WHAT THIS TASK INVOLVES → Give, as a bare number, the count of lines below that contain "MessageBuf".

Stored data entries:
· · · · ·

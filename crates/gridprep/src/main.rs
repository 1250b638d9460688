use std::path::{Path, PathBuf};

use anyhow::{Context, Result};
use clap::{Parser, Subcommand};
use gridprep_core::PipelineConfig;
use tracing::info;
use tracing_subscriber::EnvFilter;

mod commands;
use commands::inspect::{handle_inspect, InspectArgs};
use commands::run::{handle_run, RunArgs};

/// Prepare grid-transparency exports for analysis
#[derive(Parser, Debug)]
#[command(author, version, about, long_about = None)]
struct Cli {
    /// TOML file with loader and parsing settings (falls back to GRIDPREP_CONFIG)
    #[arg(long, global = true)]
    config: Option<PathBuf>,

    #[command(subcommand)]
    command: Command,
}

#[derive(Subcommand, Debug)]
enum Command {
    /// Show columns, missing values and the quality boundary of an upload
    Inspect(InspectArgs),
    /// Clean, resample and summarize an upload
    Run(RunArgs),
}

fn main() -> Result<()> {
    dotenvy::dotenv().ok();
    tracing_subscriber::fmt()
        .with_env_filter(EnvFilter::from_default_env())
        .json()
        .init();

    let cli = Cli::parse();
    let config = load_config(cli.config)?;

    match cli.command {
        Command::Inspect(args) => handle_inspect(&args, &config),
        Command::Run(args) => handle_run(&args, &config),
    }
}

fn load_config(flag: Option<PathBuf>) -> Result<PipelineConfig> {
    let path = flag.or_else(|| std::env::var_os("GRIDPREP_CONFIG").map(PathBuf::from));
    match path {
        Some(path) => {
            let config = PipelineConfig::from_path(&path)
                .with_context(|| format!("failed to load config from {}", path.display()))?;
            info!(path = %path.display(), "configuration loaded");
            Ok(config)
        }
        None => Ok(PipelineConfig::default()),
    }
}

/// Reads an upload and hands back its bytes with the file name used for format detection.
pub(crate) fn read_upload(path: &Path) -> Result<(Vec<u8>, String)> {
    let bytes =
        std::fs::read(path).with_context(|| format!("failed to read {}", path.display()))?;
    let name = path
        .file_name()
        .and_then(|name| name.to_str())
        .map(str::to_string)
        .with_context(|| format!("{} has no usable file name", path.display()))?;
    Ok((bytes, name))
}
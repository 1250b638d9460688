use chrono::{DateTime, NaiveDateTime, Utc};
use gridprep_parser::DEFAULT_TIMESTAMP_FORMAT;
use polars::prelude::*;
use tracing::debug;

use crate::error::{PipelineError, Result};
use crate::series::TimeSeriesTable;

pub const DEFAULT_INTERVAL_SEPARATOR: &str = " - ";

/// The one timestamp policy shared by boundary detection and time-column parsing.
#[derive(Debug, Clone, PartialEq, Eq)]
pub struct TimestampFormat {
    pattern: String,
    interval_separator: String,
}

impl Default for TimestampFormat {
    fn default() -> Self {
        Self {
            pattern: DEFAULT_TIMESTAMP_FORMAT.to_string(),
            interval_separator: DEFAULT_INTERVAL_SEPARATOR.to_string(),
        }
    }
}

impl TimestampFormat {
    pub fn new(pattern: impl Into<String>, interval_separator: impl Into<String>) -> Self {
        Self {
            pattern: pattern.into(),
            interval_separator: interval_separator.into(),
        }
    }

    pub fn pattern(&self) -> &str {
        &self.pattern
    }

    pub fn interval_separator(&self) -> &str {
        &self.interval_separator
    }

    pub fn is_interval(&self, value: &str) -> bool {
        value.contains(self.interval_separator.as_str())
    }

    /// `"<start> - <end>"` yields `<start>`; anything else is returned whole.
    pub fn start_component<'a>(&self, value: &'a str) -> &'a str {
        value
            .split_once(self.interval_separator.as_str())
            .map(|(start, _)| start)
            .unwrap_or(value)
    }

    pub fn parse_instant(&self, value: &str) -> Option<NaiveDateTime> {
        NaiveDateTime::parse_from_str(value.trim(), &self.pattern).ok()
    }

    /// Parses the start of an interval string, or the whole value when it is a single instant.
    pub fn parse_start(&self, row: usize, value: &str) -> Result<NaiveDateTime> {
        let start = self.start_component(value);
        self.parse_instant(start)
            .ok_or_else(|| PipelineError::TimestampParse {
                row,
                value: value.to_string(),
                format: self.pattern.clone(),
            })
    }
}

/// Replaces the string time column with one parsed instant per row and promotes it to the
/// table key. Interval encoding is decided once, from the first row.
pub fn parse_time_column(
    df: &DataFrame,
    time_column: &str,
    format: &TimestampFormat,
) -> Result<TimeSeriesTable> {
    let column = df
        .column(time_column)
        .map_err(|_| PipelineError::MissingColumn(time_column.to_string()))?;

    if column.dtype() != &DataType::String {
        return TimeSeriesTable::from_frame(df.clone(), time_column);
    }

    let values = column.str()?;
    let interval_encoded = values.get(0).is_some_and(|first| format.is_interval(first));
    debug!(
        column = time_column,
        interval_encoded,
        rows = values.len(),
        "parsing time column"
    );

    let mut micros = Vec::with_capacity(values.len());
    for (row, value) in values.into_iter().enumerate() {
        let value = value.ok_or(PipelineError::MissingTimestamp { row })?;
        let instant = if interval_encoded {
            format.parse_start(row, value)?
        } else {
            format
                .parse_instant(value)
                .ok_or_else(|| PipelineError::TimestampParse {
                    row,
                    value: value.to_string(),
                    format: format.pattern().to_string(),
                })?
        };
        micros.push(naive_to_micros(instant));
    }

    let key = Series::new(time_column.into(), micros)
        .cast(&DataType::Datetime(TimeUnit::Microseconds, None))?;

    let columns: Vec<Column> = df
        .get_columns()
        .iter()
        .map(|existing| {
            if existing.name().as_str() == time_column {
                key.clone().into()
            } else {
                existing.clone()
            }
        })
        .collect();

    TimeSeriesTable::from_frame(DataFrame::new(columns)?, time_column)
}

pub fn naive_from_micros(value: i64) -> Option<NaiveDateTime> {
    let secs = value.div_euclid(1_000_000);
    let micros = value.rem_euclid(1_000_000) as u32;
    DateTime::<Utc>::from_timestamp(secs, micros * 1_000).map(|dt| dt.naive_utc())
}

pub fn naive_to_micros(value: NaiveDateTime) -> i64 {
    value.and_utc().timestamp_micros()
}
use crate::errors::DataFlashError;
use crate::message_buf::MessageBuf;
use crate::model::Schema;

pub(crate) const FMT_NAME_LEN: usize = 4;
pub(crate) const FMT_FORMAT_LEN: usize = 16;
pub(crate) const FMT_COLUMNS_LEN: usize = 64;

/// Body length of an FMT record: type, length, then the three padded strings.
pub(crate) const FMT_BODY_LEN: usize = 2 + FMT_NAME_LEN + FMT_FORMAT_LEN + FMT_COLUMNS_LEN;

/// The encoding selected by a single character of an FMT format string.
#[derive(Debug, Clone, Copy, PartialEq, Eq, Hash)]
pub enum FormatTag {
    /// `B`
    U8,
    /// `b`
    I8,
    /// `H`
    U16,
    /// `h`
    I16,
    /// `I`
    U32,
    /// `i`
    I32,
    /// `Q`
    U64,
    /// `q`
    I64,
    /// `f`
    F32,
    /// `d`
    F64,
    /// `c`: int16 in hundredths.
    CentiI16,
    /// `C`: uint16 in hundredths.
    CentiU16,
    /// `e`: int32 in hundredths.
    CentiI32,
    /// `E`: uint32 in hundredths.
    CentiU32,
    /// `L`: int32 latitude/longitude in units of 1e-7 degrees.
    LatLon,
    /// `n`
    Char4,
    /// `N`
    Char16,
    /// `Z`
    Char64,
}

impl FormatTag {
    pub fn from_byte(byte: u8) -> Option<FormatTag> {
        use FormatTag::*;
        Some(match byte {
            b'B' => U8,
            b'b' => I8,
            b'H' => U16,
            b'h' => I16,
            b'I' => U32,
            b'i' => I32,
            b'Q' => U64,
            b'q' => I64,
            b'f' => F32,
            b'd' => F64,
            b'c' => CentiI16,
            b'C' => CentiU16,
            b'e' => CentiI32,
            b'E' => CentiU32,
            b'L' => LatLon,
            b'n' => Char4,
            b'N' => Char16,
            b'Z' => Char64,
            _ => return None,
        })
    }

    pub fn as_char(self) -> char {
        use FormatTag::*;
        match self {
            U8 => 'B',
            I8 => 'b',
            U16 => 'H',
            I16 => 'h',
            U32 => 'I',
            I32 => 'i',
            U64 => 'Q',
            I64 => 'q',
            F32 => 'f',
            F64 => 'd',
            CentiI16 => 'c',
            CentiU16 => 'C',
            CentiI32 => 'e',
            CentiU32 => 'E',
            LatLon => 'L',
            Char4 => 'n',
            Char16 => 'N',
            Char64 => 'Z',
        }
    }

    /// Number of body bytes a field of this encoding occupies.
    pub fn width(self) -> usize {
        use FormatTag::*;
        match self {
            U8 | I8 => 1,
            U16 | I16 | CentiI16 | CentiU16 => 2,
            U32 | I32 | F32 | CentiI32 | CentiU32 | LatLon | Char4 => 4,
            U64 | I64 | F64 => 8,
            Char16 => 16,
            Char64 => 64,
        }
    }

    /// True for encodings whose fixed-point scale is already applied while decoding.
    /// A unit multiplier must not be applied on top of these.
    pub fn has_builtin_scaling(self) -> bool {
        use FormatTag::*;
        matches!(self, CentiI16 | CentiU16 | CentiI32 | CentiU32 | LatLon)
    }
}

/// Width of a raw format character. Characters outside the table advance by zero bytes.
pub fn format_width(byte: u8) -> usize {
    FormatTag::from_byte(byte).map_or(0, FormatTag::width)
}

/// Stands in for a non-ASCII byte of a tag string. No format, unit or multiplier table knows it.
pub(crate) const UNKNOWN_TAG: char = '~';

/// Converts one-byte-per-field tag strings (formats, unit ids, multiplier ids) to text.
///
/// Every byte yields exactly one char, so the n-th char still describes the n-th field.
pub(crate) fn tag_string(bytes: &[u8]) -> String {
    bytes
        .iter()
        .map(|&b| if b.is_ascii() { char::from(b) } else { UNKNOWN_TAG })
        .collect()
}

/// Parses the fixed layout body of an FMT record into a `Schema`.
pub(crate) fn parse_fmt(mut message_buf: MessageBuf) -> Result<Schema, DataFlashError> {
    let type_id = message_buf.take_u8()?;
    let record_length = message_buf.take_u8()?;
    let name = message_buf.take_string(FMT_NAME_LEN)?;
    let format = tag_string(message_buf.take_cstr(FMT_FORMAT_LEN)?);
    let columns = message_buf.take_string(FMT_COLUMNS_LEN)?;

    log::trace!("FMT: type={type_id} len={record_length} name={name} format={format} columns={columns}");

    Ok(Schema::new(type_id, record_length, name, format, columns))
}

· · · · ·

RESPONSE BOX → 2